A mRNA-seq analysis identified 2567 differentially expressed genes (DEGs) in two MIA PaCa-2 and PANC-1 pancreatic cancer cells. B Gene Ontology (GO) and KEGG pathway analyses showed the relative enrichment of the apoptotic signaling pathway, regulation of ferroptosis, cell cycle, and DNA replication. Statistical significance is displayed as the −log₁₀ (p-value), where the enrichment p-value was obtained using DAVID software. The dotted line indicates the p-value cutoff used. Left: upregulated genes; right: downregulated genes. C Annexin V-FITC/propidium iodide (PI) staining analysis was performed using pancreatic cancer cells after CBC treatment for 24 h. The graph represents the number of increased apoptotic MIA PaCa-2 and PANC-1 cells, respectively. Statistical significance was determined using Student’s t test, with P ≤ 0.05. D An annexin V-FITC fluorescence image was also captured from the cultured pancreatic cancer cells based on the same treatment condition. E FACS analysis was performed on CBC-treated pancreatic cancer cells. CBC treatment resulted in an increased dead cell population after 24 h. Statistical significance was determined using Student’s t test, with P ≤ 0.05. F Western blot analysis also performed on cyclin proteins in CBC-treated pancreatic cancer cells. Expression levels of most cyclin proteins were downregulated after CBC treatment. The graphs were obtained based on densitometric data from western blot images. G Western blot analysis was performed on two pancreatic cancer cells after CBC treatment.

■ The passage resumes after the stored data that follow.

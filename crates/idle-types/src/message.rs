use chrono::{DateTime, Utc};
use idle_llm::{Content, ContentPart, Message as LLMMessage, ToolCall};
use serde::{Deserialize, Serialize};
use serde_json::Value;

#[derive(Debug, Clone, Copy, PartialEq, Eq, Serialize, Deserialize)]
#[serde(rename_all = "lowercase")]
pub enum Role {
    User,
    Assistant,
}

/// One conversation entry as seen by the client
#[derive(Debug, Clone, PartialEq, Serialize, Deserialize)]
#[serde(rename_all = "camelCase")]
pub struct ChatMessage {
    pub id: String,
    pub role: Role,
    #[serde(default)]
    pub parts: Vec<Part>,
    #[serde(default, skip_serializing_if = "Option::is_none")]
    pub created_at: Option<DateTime<Utc>>,
}

/// Ordered piece of a message, tagged by `type`
#[derive(Debug, Clone, PartialEq, Serialize, Deserialize)]
#[serde(tag = "type", rename_all = "kebab-case", rename_all_fields = "camelCase")]
pub enum Part {
    Text {
        content: String,
    },
    Reasoning {
        content: String,
    },
    ToolCall(ToolCallPart),
    File {
        mime_type: String,
        base64_data: String,
    },
    Source {
        id: String,
        #[serde(default, skip_serializing_if = "Option::is_none")]
        title: Option<String>,
        #[serde(default, skip_serializing_if = "Option::is_none")]
        url: Option<String>,
    },
    /// Any part kind this version does not know
    ///
    /// Only its position survives. The payload is dropped, it serializes back
    /// as `{"type":"unknown"}` and it is never sent to the model.
    #[serde(other)]
    Unknown,
}

#[derive(Debug, Clone, PartialEq, Serialize, Deserialize)]
#[serde(rename_all = "camelCase")]
pub struct ToolCallPart {
    pub tool_call_id: String,
    pub tool_name: String,
    pub state: ToolCallState,
    #[serde(default)]
    pub args: Value,
    #[serde(default, skip_serializing_if = "Option::is_none")]
    pub result: Option<Value>,
    #[serde(default, skip_serializing_if = "Option::is_none")]
    pub error_text: Option<String>,
}

/// Lifecycle of a tool invocation; only ever moves forward
#[derive(Debug, Clone, Copy, PartialEq, Eq, Hash, Serialize, Deserialize)]
#[serde(rename_all = "kebab-case")]
pub enum ToolCallState {
    InputStreaming,
    InputAvailable,
    OutputAvailable,
    OutputError,
}

impl ToolCallState {
    fn rank(self) -> u8 {
        match self {
            Self::InputStreaming => 0,
            Self::InputAvailable => 1,
            Self::OutputAvailable | Self::OutputError => 2,
        }
    }

    pub fn is_terminal(self) -> bool {
        self.rank() == 2
    }

    /// Staying put is allowed, going back or switching terminal states is not
    pub fn can_transition_to(self, next: ToolCallState) -> bool {
        next == self || next.rank() > self.rank()
    }
}

impl ToolCallPart {
    pub fn new(tool_call_id: impl Into<String>, tool_name: impl Into<String>) -> Self {
        Self {
            tool_call_id: tool_call_id.into(),
            tool_name: tool_name.into(),
            state: ToolCallState::InputStreaming,
            args: Value::Null,
            result: None,
            error_text: None,
        }
    }

    /// Move to `next` if that is a forward step; returns whether it applied
    pub fn advance(&mut self, next: ToolCallState) -> bool {
        if self.state.can_transition_to(next) {
            self.state = next;
            true
        } else {
            false
        }
    }
}

impl ChatMessage {
    pub fn new(id: impl Into<String>, role: Role, parts: Vec<Part>) -> Self {
        Self {
            id: id.into(),
            role,
            parts,
            created_at: Some(Utc::now()),
        }
    }

    /// User message with a single text part and a fresh id
    pub fn user(text: impl Into<String>) -> Self {
        Self::new(
            uuid::Uuid::new_v4().to_string(),
            Role::User,
            vec![Part::Text { content: text.into() }],
        )
    }

    pub fn assistant(id: impl Into<String>) -> Self {
        Self::new(id, Role::Assistant, Vec::new())
    }

    /// Text parts joined by newlines; other parts are ignored
    pub fn text(&self) -> String {
        self.parts
            .iter()
            .filter_map(|part| match part {
                Part::Text { content } => Some(content.as_str()),
                _ => None,
            })
            .collect::<Vec<_>>()
            .join("\n")
    }

    /// Replace the text content in place, keeping every non-text part
    pub fn set_text(&mut self, text: impl Into<String>) {
        let text = text.into();
        match self.parts.iter().position(|p| matches!(p, Part::Text { .. })) {
            Some(first) => {
                self.parts[first] = Part::Text { content: text };
                let mut index = 0;
                self.parts.retain(|part| {
                    let keep = index == first || !matches!(part, Part::Text { .. });
                    index += 1;
                    keep
                });
            }
            None => self.parts.insert(0, Part::Text { content: text }),
        }
    }

    pub fn tool_call(&self, tool_call_id: &str) -> Option<&ToolCallPart> {
        self.parts.iter().find_map(|part| match part {
            Part::ToolCall(call) if call.tool_call_id == tool_call_id => Some(call),
            _ => None,
        })
    }

    pub fn tool_call_mut(&mut self, tool_call_id: &str) -> Option<&mut ToolCallPart> {
        self.parts.iter_mut().find_map(|part| match part {
            Part::ToolCall(call) if call.tool_call_id == tool_call_id => Some(call),
            _ => None,
        })
    }

    /// Convert to provider messages
    ///
    /// Reasoning, sources and unknown parts are dropped. Tool calls are only
    /// replayed once they have an output.
    pub fn to_model_messages(&self) -> Vec<LLMMessage> {
        match self.role {
            Role::User => {
                let parts: Vec<ContentPart> = self
                    .parts
                    .iter()
                    .filter_map(|part| match part {
                        Part::Text { content } => Some(ContentPart::Text { text: content.clone() }),
                        Part::File { mime_type, base64_data } => Some(ContentPart::InlineData {
                            mime_type: mime_type.clone(),
                            data: base64_data.clone(),
                        }),
                        _ => None,
                    })
                    .collect();

                match parts.as_slice() {
                    [] => Vec::new(),
                    [ContentPart::Text { text }] => vec![LLMMessage::human(text.clone())],
                    _ => vec![LLMMessage::human(Content::Parts(parts))],
                }
            }
            Role::Assistant => {
                let text = self.text();
                let finished: Vec<&ToolCallPart> = self
                    .parts
                    .iter()
                    .filter_map(|part| match part {
                        Part::ToolCall(call) if call.state.is_terminal() => Some(call),
                        _ => None,
                    })
                    .collect();

                if finished.is_empty() {
                    return if text.is_empty() {
                        Vec::new()
                    } else {
                        vec![LLMMessage::ai(text)]
                    };
                }

                let calls = finished
                    .iter()
                    .map(|call| ToolCall::new(&call.tool_call_id, &call.tool_name, call.args.to_string()))
                    .collect();

                let mut messages = vec![LLMMessage::AI {
                    content: (!text.is_empty()).then(|| Content::text(text)),
                    tool_calls: Some(calls),
                }];

                for call in finished {
                    let output = match (&call.result, &call.error_text) {
                        (Some(result), _) => result.clone(),
                        (None, Some(error)) => serde_json::json!({ "error": error }),
                        (None, None) => Value::Null,
                    };
                    messages.push(LLMMessage::tool_result(&call.tool_call_id, &call.tool_name, output));
                }

                messages
            }
        }
    }
}

#[cfg(test)]
mod tests {
    use super::*;

    #[test]
    fn test_tool_state_order() {
        use ToolCallState::*;
        assert!(InputStreaming.can_transition_to(InputAvailable));
        assert!(InputStreaming.can_transition_to(OutputError));
        assert!(InputAvailable.can_transition_to(OutputAvailable));
        assert!(InputAvailable.can_transition_to(InputAvailable));
        assert!(!InputAvailable.can_transition_to(InputStreaming));
        assert!(!OutputAvailable.can_transition_to(OutputError));
        assert!(!OutputError.can_transition_to(InputAvailable));
    }

    #[test]
    fn test_set_text_keeps_other_parts() {
        let mut message = ChatMessage::new(
            "m1",
            Role::User,
            vec![
                Part::Text { content: "old".into() },
                Part::File { mime_type: "image/png".into(), base64_data: "AAA".into() },
                Part::Text { content: "more".into() },
            ],
        );

        message.set_text("new");

        assert_eq!(message.parts.len(), 2);
        assert_eq!(message.text(), "new");
        assert!(matches!(message.parts[1], Part::File { .. }));
    }

    #[test]
    fn test_set_text_without_text_part() {
        let mut message = ChatMessage::new("m1", Role::User, Vec::new());
        message.set_text("hello");
        assert_eq!(message.text(), "hello");
    }

    #[test]
    fn test_part_wire_format() {
        let part = Part::File { mime_type: "image/png".into(), base64_data: "AAA".into() };
        let json = serde_json::to_value(&part).unwrap();
        assert_eq!(json, serde_json::json!({"type": "file", "mimeType": "image/png", "base64Data": "AAA"}));

        let call: Part = serde_json::from_value(serde_json::json!({
            "type": "tool-call",
            "toolCallId": "c1",
            "toolName": "showPromptInCanvas",
            "state": "output-available",
            "args": {"prompt": "p"},
            "result": {"prompt": "p"}
        }))
        .unwrap();
        assert!(matches!(call, Part::ToolCall(ref c) if c.state == ToolCallState::OutputAvailable));
    }

    #[test]
    fn test_unknown_part_passes_through() {
        let part: Part = serde_json::from_value(serde_json::json!({"type": "step-start"})).unwrap();
        assert_eq!(part, Part::Unknown);
        assert_eq!(serde_json::to_value(&part).unwrap(), serde_json::json!({"type": "unknown"}));

        let message = ChatMessage::new("u1", Role::User, vec![Part::Text { content: "hi".into() }, part]);
        assert_eq!(message.to_model_messages(), vec![LLMMessage::human("hi")]);
    }

    #[test]
    fn test_user_message_with_file_becomes_multipart() {
        let message = ChatMessage::new(
            "m1",
            Role::User,
            vec![
                Part::Text { content: "what is this?".into() },
                Part::File { mime_type: "image/png".into(), base64_data: "AAA".into() },
            ],
        );

        let converted = message.to_model_messages();
        assert_eq!(converted.len(), 1);
        match &converted[0] {
            LLMMessage::Human { content: Content::Parts(parts) } => assert_eq!(parts.len(), 2),
            other => panic!("unexpected {:?}", other),
        }
    }

    #[test]
    fn test_assistant_tool_calls_replayed_with_results() {
        let mut finished = ToolCallPart::new("c1", "showPromptInCanvas");
        finished.state = ToolCallState::OutputAvailable;
        finished.args = serde_json::json!({"prompt": "p"});
        finished.result = Some(serde_json::json!({"prompt": "p"}));
        let pending = ToolCallPart::new("c2", "generateImageTool");

        let message = ChatMessage::new(
            "a1",
            Role::Assistant,
            vec![
                Part::Reasoning { content: "thinking".into() },
                Part::Text { content: "Here:".into() },
                Part::ToolCall(finished),
                Part::ToolCall(pending),
            ],
        );

        let converted = message.to_model_messages();
        assert_eq!(converted.len(), 2);
        match &converted[0] {
            LLMMessage::AI { content, tool_calls: Some(calls) } => {
                assert_eq!(content.as_ref().and_then(|c| c.as_text()), Some("Here:"));
                assert_eq!(calls.len(), 1);
                assert_eq!(calls[0].function.name, "showPromptInCanvas");
            }
            other => panic!("unexpected {:?}", other),
        }
        assert!(matches!(&converted[1], LLMMessage::Tool { name, .. } if name == "showPromptInCanvas"));
    }
}
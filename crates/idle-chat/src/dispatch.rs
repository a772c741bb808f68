use crate::client_factory::ClientResolver;
use crate::error::DispatchError;
use crate::fact_check::{self, FACT_CHECKER_AGENT};
use crate::run::{spawn_run, RunConfig};
use idle_agents::model::supports_thinking_budget;
use idle_agents::{AgentCatalog, ToolSet};
use idle_llm::{
    ChatOptions, ChatRequest, DynamicRetrievalConfig, Message, ProviderOptions, ThinkingConfig,
};
use idle_types::{ChatRequestBody, ChatStreamEvent, StreamOptions};
use std::sync::Arc;
use std::time::Duration;
use tokio::sync::mpsc;

#[derive(Debug, Clone)]
pub struct DispatchConfig {
    pub thinking_budget: u32,
    pub max_steps: usize,
    pub max_duration: Duration,
    pub stream: StreamOptions,
}

impl Default for DispatchConfig {
    fn default() -> Self {
        Self {
            thinking_budget: 2048,
            max_steps: 1,
            max_duration: Duration::from_secs(60),
            stream: StreamOptions::default(),
        }
    }
}

/// Everything needed to call the provider for one request
#[derive(Debug, Clone)]
pub struct PreparedChat {
    pub model: String,
    /// Resolved agent, `None` when the default configuration applies
    pub agent_name: Option<String>,
    pub system_prompt: String,
    /// Conversation in provider shape, without the system prompt
    pub messages: Vec<Message>,
    pub tools: ToolSet,
    pub temperature: f32,
    pub provider: ProviderOptions,
}

impl PreparedChat {
    pub fn request(&self) -> ChatRequest {
        let mut messages = Vec::with_capacity(self.messages.len() + 1);
        messages.push(Message::system(self.system_prompt.clone()));
        messages.extend(self.messages.iter().cloned());

        let mut options = ChatOptions::new()
            .temperature(self.temperature)
            .provider(self.provider.clone());
        if !self.tools.is_empty() {
            options = options.tools(self.tools.definitions());
        }

        ChatRequest::new(self.model.clone(), messages).with_options(options)
    }
}

/// Stateless request handler; the catalogs and tools are shared read-only
pub struct ChatDispatcher {
    agents: Arc<AgentCatalog>,
    baseline_tools: ToolSet,
    resolver: Arc<dyn ClientResolver>,
    config: DispatchConfig,
}

impl ChatDispatcher {
    pub fn new(
        agents: Arc<AgentCatalog>,
        baseline_tools: ToolSet,
        resolver: Arc<dyn ClientResolver>,
        config: DispatchConfig,
    ) -> Self {
        Self {
            agents,
            baseline_tools,
            resolver,
            config,
        }
    }

    pub fn agents(&self) -> &AgentCatalog {
        &self.agents
    }

    pub fn config(&self) -> &DispatchConfig {
        &self.config
    }

    /// Resolve agent, tools and provider options without any I/O
    pub fn prepare(&self, body: &ChatRequestBody) -> PreparedChat {
        let requested = body.agent_name.as_deref().filter(|name| !name.is_empty());
        let agent = requested.and_then(|name| self.agents.lookup(name));
        if agent.is_none() {
            if let Some(name) = requested {
                tracing::debug!(agent = %name, "Unknown agent; using default configuration");
            }
        }

        let mut conversation = body.messages.clone();
        let is_fact_checker = agent.map_or(false, |a| a.agent_name == FACT_CHECKER_AGENT);
        if is_fact_checker {
            fact_check::augment(&mut conversation);
        }

        let defaults = self.agents.default_config();
        let (system_prompt, tools, temperature) = match agent {
            Some(agent) => (
                agent.system_prompt.clone(),
                ToolSet::merge(&self.baseline_tools, &agent.tools),
                agent.temperature.unwrap_or(defaults.temperature),
            ),
            None => (
                defaults.system_prompt.clone(),
                self.baseline_tools.clone(),
                defaults.temperature,
            ),
        };

        let mut provider = ProviderOptions::new().search_grounding(body.search_grounding());
        if is_fact_checker {
            provider = provider.dynamic_retrieval(DynamicRetrievalConfig::always());
        }
        if supports_thinking_budget(&body.model) {
            provider = provider.thinking(ThinkingConfig::budget(self.config.thinking_budget));
        }

        PreparedChat {
            model: body.model.clone(),
            agent_name: agent.map(|a| a.agent_name.clone()),
            system_prompt,
            messages: conversation.iter().flat_map(|m| m.to_model_messages()).collect(),
            tools,
            temperature,
            provider,
        }
    }

    /// Prepare the request, resolve the provider client and spawn the run
    pub fn stream(&self, body: ChatRequestBody) -> Result<mpsc::Receiver<ChatStreamEvent>, DispatchError> {
        let prepared = self.prepare(&body);
        let client = self
            .resolver
            .resolve(body.api_key())
            .map_err(DispatchError::ClientSetup)?;

        tracing::info!(
            model = %prepared.model,
            agent = prepared.agent_name.as_deref().unwrap_or("default"),
            messages = prepared.messages.len(),
            tools = prepared.tools.len(),
            search = prepared.provider.search_grounding,
            "Dispatching chat"
        );

        let run_config = RunConfig {
            max_steps: self.config.max_steps,
            max_duration: self.config.max_duration,
            stream: self.config.stream,
        };

        Ok(spawn_run(client, prepared.tools.clone(), prepared.request(), run_config))
    }
}
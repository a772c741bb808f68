use crate::adapter::{ChatStreamAdapter, CollectedToolCall, StreamAdapter};
use crate::error::error_text;
use anyhow::{Context, Result};
use futures::StreamExt;
use idle_agents::ToolSet;
use idle_llm::{ChatClient, ChatRequest, Content, Message};
use idle_types::{ChatStreamEvent, StreamOptions};
use serde_json::json;
use std::sync::Arc;
use std::time::{Duration, Instant};
use tokio::sync::mpsc;

const CHANNEL_CAPACITY: usize = 1000;

#[derive(Debug, Clone)]
pub struct RunConfig {
    /// LLM steps per message; 1 means tool results are not fed back
    pub max_steps: usize,
    pub max_duration: Duration,
    pub stream: StreamOptions,
}

impl Default for RunConfig {
    fn default() -> Self {
        Self {
            max_steps: 1,
            max_duration: Duration::from_secs(60),
            stream: StreamOptions::default(),
        }
    }
}

/// Spawn one assistant turn in the background, return the event receiver
///
/// The stream ends with `finish` or `error`. When `max_duration` runs out the
/// channel simply closes. Dropping the receiver cancels the run right away,
/// even while it waits on the provider or a tool.
pub fn spawn_run(
    client: Arc<dyn ChatClient>,
    tools: ToolSet,
    request: ChatRequest,
    config: RunConfig,
) -> mpsc::Receiver<ChatStreamEvent> {
    let (tx, rx) = mpsc::channel(CHANNEL_CAPACITY);

    tokio::spawn(async move {
        let started = Instant::now();
        let model = request.model.clone();
        let max_duration = config.max_duration;

        let run = tokio::time::timeout(max_duration, execute_loop(client, tools, request, config, tx.clone()));
        let outcome = tokio::select! {
            result = run => Some(result),
            _ = tx.closed() => None,
        };

        match outcome {
            None => {
                tracing::debug!(model = %model, "Client disconnected; chat run cancelled");
            }
            Some(Ok(Ok(()))) => {
                tracing::info!(
                    model = %model,
                    duration_ms = started.elapsed().as_millis() as u64,
                    "Chat run completed"
                );
            }
            Some(Ok(Err(_))) if tx.is_closed() => {
                tracing::debug!(model = %model, "Client disconnected; chat run cancelled");
            }
            Some(Ok(Err(e))) => {
                let message = error_text(&e);
                tracing::warn!(model = %model, error = %format!("{:#}", e), "Chat run failed");
                let _ = tx.send(ChatStreamEvent::error(message)).await;
            }
            Some(Err(_)) => {
                tracing::warn!(
                    model = %model,
                    max_duration_secs = max_duration.as_secs(),
                    "Chat run exceeded its time limit; closing stream"
                );
            }
        }
    });

    rx
}

async fn execute_loop(
    client: Arc<dyn ChatClient>,
    tools: ToolSet,
    mut request: ChatRequest,
    config: RunConfig,
    event_tx: mpsc::Sender<ChatStreamEvent>,
) -> Result<()> {
    let message_id = uuid::Uuid::new_v4().to_string();
    event_tx.send(ChatStreamEvent::Start { message_id }).await?;

    let mut adapter = ChatStreamAdapter::new(config.stream);
    let max_steps = config.max_steps.max(1);

    for step in 1..=max_steps {
        let mut stream = client
            .chat_stream(request.clone())
            .await
            .context("Failed to open model stream")?;

        while let Some(event) = stream.next().await {
            for out in adapter.adapt(event?) {
                event_tx.send(out).await?;
            }
        }

        let output = adapter.take_step();
        if output.tool_calls.is_empty() {
            break;
        }

        let results = execute_tools(&tools, &output.tool_calls, &event_tx).await?;
        if step == max_steps {
            break;
        }

        request.messages.push(Message::AI {
            content: (!output.text.is_empty()).then(|| Content::text(output.text)),
            tool_calls: Some(output.tool_calls.into_iter().map(|c| c.call).collect()),
        });
        request.messages.extend(results);
    }

    for out in adapter.finish() {
        event_tx.send(out).await?;
    }

    Ok(())
}

/// Run each call in order; a failing tool becomes an error event, never a failed run
async fn execute_tools(
    tools: &ToolSet,
    calls: &[CollectedToolCall],
    event_tx: &mpsc::Sender<ChatStreamEvent>,
) -> Result<Vec<Message>> {
    let mut results = Vec::with_capacity(calls.len());

    for collected in calls {
        let start = Instant::now();
        let name = &collected.call.function.name;
        let id = &collected.call.id;

        match tools.execute(name, collected.input.clone()).await {
            Ok(output) => {
                tracing::info!(
                    tool = %name,
                    duration_ms = start.elapsed().as_millis() as u64,
                    "Tool executed"
                );
                event_tx
                    .send(ChatStreamEvent::ToolOutputAvailable {
                        tool_call_id: id.clone(),
                        output: output.clone(),
                    })
                    .await?;
                results.push(Message::tool_result(id, name, output));
            }
            Err(e) => {
                let error_text = format!("{:#}", e);
                tracing::warn!(tool = %name, error = %error_text, "Tool execution failed");
                event_tx
                    .send(ChatStreamEvent::ToolOutputError {
                        tool_call_id: id.clone(),
                        error_text: error_text.clone(),
                    })
                    .await?;
                results.push(Message::tool_result(id, name, json!({ "error": error_text })));
            }
        }
    }

    Ok(results)
}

The expression of cleaved PARP-1, p53, and cleaved caspase-3 and 9 was increased in CBC-treated cancer cells. The graphs were obtained based on densitometric data from western blot images. Statistical significance was determined using Student’s t tests, with P ≤ 0.05 indicating statistical significance. Results are expressed as mean ± SD (n = 3). Statistical analysis was performed with one-way ANOVA followed by Dunnett’s multiple comparison test, with P < 0.01 or P < 0.001 vs. 0 h. MIA PaCa-2 and PANC-1 cells were treated with 35 μM and 30 μM CBC, respectively.